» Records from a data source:
____________________

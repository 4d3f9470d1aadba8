//! Poster lookup abstraction
//!
//! A resolver turns a movie identifier into an image URL. Resolution never
//! fails from the caller's point of view: any problem downgrades to a
//! placeholder image, but the outcome type keeps the two cases apart so
//! callers and tests can tell a real poster from a degraded one.

pub mod tmdb;

pub use tmdb::TmdbPosterResolver;

/// Result of a single poster lookup
#[derive(Debug, Clone, PartialEq, Eq)]
pub enum PosterOutcome {
    /// A poster URL built from the metadata service's response
    Found(String),
    /// The placeholder, used when the lookup yielded nothing usable
    Fallback(String),
}

impl PosterOutcome {
    pub fn is_found(&self) -> bool {
        matches!(self, PosterOutcome::Found(_))
    }

    /// Collapses the outcome to the URL to display
    pub fn into_url(self) -> String {
        match self {
            PosterOutcome::Found(url) | PosterOutcome::Fallback(url) => url,
        }
    }
}

/// Trait for poster sources
#[cfg_attr(test, mockall::automock)]
#[async_trait::async_trait]
pub trait PosterResolver: Send + Sync {
    /// Looks up the poster for `movie_id`
    async fn resolve(&self, movie_id: u64) -> PosterOutcome;

    /// Looks up the poster for `movie_id` and returns the URL to display,
    /// which is the placeholder when nothing was found
    async fn fetch_poster(&self, movie_id: u64) -> String {
        self.resolve(movie_id).await.into_url()
    }
}
//! In-memory similarity index
//!
//! Holds the ordered movie list and the dense similarity matrix produced by
//! the offline feature pipeline. Row `i` of the matrix corresponds to
//! `movies[i]`. The index is built once at startup and only read afterwards.

use serde::Deserialize;
use std::path::Path;

use crate::{
    error::{AppError, AppResult, LoadError},
    models::Movie,
};

/// On-disk layout of the similarity artifact
#[derive(Debug, Deserialize)]
struct Artifact {
    movies: Vec<Movie>,
    similarity: Vec<Vec<f32>>,
}

#[derive(Debug, Clone)]
pub struct SimilarityIndex {
    movies: Vec<Movie>,
    matrix: Vec<Vec<f32>>,
}

impl SimilarityIndex {
    /// Loads and validates the JSON artifact at `path`
    pub fn load(path: impl AsRef<Path>) -> Result<Self, LoadError> {
        let path = path.as_ref();
        let raw = std::fs::read_to_string(path)?;
        let artifact: Artifact = serde_json::from_str(&raw)?;
        let index = Self::from_parts(artifact.movies, artifact.similarity)?;

        tracing::info!(
            path = %path.display(),
            movies = index.len(),
            "Loaded similarity index"
        );

        Ok(index)
    }

    /// Builds an index from in-memory parts, enforcing that the matrix is
    /// square and aligned with the movie list
    pub fn from_parts(movies: Vec<Movie>, matrix: Vec<Vec<f32>>) -> Result<Self, LoadError> {
        let n = movies.len();

        if matrix.len() != n {
            return Err(LoadError::Schema(format!(
                "similarity matrix has {} rows but there are {} movies",
                matrix.len(),
                n
            )));
        }

        if let Some((row, scores)) = matrix.iter().enumerate().find(|(_, r)| r.len() != n) {
            return Err(LoadError::Schema(format!(
                "similarity row {} has {} columns, expected {}",
                row,
                scores.len(),
                n
            )));
        }

        Ok(Self { movies, matrix })
    }

    pub fn len(&self) -> usize {
        self.movies.len()
    }

    pub fn is_empty(&self) -> bool {
        self.movies.is_empty()
    }

    pub fn movie(&self, row: usize) -> Option<&Movie> {
        self.movies.get(row)
    }

    /// Similarity scores of `row` against every movie, in row order
    pub fn row(&self, row: usize) -> Option<&[f32]> {
        self.matrix.get(row).map(Vec::as_slice)
    }

    /// All titles in row order, for populating a selection control
    pub fn titles(&self) -> impl Iterator<Item = &str> {
        self.movies.iter().map(|m| m.title.as_str())
    }

    /// Resolves an exact title to its row
    ///
    /// Titles are expected to be unique. When they are not, the first row
    /// carrying the title wins.
    pub fn resolve_index(&self, title: &str) -> AppResult<usize> {
        self.movies
            .iter()
            .position(|m| m.title == title)
            .ok_or_else(|| AppError::NotFound(format!("Movie '{}' is not in the index", title)))
    }
}
use serde::{Deserialize, Serialize};
use serde_json::{Map, Value};

/// A movie as stored in the similarity artifact
#[derive(Debug, Clone, Serialize, Deserialize, PartialEq)]
pub struct Movie {
    /// TMDB identifier, used for poster lookups
    pub movie_id: u64,
    /// Display title, also the lookup key for recommendations
    pub title: String,
    /// Any other descriptive fields carried by the artifact (genres, overview, ...)
    #[serde(flatten)]
    pub details: Map<String, Value>,
}

impl Movie {
    /// Creates a movie with no extra details
    pub fn new(movie_id: u64, title: impl Into<String>) -> Self {
        Self {
            movie_id,
            title: title.into(),
            details: Map::new(),
        }
    }
}

#[cfg(test)]
mod tests {
    use super::*;

    #[test]
    fn test_new_movie() {
        let movie = Movie::new(19995, "Avatar");
        assert_eq!(movie.movie_id, 19995);
        assert_eq!(movie.title, "Avatar");
        assert!(movie.details.is_empty());
    }

    #[test]
    fn test_movie_keeps_extra_fields() {
        let json = r#"{
            "movie_id": 285,
            "title": "Pirates of the Caribbean: At World's End",
            "genres": ["Adventure", "Fantasy", "Action"],
            "overview": "Captain Barbossa, long believed to be dead..."
        }"#;

        let movie: Movie = serde_json::from_str(json).unwrap();
        assert_eq!(movie.movie_id, 285);
        assert_eq!(movie.title, "Pirates of the Caribbean: At World's End");
        assert_eq!(movie.details.len(), 2);
        assert_eq!(movie.details["genres"][0], "Adventure");
    }

    #[test]
    fn test_movie_serializes_details_inline() {
        let mut movie = Movie::new(1, "A");
        movie
            .details
            .insert("tagline".to_string(), Value::String("tag".to_string()));

        let json = serde_json::to_value(&movie).unwrap();
        assert_eq!(json["movie_id"], 1);
        assert_eq!(json["tagline"], "tag");
    }
}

____________________

» Problem: Return all lines from the entries that contain the string "World".

» Exercise solution:
            "title": "Pirates of the Caribbean: At World's End",
        assert_eq!(movie.title, "Pirates of the Caribbean: At World's End");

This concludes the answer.